> _ABOUT THIS TASK_: Copy every line of the following data that includes the string "Duration".

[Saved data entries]
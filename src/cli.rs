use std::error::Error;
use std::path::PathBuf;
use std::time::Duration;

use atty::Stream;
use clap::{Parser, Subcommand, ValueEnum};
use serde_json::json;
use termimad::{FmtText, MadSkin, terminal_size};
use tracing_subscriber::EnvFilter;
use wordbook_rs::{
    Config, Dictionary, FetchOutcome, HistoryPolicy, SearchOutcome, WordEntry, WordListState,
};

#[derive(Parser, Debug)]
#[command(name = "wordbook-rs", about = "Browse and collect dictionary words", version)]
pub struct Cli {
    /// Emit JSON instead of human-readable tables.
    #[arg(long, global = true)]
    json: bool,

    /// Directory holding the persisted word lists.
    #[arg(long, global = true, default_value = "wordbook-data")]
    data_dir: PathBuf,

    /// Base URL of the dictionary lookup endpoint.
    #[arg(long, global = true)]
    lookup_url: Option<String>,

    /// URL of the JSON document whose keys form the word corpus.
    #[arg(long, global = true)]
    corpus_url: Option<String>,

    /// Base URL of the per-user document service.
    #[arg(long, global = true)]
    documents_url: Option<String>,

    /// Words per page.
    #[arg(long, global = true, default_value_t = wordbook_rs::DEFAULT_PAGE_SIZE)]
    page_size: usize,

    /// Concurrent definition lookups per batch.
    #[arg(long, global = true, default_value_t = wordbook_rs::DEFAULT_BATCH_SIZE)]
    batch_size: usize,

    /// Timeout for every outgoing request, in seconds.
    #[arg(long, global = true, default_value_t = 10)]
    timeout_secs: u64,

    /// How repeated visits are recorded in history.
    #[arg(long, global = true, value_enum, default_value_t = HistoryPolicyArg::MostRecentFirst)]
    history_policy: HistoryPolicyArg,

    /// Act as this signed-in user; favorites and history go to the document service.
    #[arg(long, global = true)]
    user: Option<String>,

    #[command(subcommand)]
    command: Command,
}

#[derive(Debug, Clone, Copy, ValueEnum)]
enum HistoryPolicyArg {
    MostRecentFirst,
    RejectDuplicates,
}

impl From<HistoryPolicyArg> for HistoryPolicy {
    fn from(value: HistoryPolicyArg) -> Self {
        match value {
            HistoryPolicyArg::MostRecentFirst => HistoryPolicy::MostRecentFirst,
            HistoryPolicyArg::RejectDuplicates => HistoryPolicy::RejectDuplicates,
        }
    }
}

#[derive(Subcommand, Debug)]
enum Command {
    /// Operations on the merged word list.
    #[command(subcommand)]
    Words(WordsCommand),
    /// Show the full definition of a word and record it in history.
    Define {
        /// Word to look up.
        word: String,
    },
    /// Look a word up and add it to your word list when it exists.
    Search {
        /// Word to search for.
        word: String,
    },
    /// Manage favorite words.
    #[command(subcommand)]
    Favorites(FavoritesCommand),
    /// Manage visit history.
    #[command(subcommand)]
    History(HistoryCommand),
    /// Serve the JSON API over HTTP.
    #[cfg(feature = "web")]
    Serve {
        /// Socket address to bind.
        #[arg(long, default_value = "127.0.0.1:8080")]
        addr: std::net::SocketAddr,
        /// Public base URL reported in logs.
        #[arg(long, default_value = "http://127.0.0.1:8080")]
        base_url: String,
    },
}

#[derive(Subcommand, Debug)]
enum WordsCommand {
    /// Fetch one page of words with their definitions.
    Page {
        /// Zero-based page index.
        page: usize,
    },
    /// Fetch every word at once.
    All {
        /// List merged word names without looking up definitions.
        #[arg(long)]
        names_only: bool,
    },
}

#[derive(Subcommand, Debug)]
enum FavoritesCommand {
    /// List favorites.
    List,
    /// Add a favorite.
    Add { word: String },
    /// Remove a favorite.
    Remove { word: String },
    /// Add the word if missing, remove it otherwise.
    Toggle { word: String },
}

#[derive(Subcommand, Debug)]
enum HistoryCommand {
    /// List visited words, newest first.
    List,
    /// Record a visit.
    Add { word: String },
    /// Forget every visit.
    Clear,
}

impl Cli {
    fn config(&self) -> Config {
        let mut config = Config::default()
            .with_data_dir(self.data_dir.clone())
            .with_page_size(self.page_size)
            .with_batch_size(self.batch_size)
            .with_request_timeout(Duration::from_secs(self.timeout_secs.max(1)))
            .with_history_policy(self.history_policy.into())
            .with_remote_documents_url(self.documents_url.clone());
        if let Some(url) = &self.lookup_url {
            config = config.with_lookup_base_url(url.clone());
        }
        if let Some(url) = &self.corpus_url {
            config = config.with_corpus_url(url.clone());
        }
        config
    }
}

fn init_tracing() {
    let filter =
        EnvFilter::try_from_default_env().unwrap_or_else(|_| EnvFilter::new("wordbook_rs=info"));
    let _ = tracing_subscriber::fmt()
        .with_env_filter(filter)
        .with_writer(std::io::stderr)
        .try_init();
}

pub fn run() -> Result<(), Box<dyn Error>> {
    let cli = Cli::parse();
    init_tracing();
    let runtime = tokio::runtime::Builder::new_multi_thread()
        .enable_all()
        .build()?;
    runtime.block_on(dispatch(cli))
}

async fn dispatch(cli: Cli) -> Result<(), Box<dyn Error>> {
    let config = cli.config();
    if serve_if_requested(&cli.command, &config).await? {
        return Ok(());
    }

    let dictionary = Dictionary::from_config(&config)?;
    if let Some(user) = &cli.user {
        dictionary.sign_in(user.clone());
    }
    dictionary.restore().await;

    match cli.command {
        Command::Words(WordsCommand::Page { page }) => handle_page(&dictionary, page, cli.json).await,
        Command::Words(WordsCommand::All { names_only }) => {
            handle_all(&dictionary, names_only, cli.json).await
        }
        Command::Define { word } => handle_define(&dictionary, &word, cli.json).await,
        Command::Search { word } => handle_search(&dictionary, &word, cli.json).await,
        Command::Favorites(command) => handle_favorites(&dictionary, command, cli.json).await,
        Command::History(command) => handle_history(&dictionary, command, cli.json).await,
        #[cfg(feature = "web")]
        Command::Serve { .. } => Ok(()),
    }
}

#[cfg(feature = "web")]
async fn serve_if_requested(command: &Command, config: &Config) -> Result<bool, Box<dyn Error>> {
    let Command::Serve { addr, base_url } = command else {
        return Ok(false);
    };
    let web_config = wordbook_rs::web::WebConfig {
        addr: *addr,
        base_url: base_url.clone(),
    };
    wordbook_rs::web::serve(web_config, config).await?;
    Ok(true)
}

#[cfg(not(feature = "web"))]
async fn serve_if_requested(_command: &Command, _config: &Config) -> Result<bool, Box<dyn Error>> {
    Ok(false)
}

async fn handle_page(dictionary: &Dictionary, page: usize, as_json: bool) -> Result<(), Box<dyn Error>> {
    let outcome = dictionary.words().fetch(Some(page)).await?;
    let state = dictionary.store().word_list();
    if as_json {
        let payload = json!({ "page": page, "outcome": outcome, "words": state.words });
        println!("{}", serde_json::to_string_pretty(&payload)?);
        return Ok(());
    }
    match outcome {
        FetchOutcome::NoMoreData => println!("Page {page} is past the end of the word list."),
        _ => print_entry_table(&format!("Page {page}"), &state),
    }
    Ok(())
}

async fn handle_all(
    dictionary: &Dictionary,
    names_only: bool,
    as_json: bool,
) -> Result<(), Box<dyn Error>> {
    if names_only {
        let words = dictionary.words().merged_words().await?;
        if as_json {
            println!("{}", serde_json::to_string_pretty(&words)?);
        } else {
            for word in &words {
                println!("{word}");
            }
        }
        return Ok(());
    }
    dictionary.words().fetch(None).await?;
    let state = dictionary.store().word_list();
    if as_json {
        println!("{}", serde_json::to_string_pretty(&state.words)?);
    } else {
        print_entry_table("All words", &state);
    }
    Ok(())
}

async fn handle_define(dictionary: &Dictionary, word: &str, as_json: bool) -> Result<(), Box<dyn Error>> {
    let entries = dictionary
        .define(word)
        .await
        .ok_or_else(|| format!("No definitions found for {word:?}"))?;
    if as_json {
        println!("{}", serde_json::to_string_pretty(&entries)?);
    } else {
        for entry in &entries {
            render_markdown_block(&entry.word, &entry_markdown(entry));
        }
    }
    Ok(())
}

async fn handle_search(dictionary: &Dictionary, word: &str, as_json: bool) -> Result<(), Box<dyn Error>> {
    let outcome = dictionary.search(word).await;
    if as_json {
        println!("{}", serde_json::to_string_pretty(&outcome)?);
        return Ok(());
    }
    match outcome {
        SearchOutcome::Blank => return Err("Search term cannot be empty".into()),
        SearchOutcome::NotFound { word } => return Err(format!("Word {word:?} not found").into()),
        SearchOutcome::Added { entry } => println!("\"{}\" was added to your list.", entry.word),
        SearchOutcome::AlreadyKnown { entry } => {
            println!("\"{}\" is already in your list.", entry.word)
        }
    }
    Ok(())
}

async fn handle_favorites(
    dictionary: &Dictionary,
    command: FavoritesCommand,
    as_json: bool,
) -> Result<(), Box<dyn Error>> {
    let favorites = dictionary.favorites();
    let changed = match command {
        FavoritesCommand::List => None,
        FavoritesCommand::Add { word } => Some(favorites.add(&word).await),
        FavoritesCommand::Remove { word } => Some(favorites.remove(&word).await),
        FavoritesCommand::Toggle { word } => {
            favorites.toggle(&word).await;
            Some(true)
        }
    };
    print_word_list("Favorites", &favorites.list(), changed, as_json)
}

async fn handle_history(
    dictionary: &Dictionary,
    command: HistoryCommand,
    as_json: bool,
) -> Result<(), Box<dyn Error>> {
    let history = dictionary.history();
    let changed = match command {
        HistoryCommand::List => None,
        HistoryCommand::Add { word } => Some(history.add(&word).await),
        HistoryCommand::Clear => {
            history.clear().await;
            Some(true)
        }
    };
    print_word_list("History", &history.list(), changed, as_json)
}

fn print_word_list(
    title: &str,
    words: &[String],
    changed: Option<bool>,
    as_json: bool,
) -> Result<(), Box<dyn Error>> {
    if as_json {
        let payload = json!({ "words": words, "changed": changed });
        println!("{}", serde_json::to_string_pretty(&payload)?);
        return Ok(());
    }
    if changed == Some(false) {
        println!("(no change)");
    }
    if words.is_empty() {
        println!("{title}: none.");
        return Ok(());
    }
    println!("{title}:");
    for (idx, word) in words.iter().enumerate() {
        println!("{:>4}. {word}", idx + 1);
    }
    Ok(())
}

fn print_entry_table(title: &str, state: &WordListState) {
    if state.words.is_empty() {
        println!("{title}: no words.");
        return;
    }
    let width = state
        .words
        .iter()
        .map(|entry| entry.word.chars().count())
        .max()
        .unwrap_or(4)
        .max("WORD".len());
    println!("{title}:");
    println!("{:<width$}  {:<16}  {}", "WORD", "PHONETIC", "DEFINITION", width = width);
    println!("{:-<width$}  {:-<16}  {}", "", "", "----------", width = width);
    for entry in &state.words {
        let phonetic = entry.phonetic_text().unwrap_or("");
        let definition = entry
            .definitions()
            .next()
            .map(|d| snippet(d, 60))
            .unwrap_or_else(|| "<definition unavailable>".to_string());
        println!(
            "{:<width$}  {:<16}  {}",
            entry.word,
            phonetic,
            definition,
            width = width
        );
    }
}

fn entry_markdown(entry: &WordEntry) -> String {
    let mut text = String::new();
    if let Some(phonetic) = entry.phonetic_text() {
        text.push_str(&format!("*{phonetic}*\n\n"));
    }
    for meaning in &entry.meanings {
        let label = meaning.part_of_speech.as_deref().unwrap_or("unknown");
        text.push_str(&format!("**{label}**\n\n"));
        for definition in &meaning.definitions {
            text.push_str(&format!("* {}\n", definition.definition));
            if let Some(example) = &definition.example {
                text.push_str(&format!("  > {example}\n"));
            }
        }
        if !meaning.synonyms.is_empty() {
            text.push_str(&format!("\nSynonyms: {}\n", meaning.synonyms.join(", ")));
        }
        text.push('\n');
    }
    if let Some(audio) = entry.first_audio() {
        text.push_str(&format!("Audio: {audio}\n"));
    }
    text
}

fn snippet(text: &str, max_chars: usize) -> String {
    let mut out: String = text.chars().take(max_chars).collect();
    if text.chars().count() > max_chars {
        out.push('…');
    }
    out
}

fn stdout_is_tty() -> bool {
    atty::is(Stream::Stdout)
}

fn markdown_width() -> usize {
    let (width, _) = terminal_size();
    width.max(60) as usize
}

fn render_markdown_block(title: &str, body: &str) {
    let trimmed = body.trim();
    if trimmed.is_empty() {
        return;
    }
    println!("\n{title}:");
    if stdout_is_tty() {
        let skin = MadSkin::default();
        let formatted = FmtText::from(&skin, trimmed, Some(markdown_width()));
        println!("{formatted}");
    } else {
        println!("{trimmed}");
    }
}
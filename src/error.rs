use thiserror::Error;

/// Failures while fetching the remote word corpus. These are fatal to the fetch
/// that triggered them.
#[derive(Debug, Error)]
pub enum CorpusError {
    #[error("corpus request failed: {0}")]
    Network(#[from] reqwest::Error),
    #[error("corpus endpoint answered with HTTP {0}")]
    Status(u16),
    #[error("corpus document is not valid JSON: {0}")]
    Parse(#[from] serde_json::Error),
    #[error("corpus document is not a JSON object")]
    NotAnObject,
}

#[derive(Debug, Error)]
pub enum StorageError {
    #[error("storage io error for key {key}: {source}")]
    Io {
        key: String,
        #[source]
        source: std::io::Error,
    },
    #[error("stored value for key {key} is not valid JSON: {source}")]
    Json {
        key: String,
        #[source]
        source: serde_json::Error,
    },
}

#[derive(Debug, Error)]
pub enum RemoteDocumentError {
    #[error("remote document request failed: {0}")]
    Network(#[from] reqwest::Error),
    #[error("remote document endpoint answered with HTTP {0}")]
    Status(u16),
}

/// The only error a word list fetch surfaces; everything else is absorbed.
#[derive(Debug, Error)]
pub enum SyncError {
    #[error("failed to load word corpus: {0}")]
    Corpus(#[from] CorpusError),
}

> _EXERCISE SOLUTION_:
use std::time::Duration;
            .with_request_timeout(Duration::from_secs(self.timeout_secs.max(1)))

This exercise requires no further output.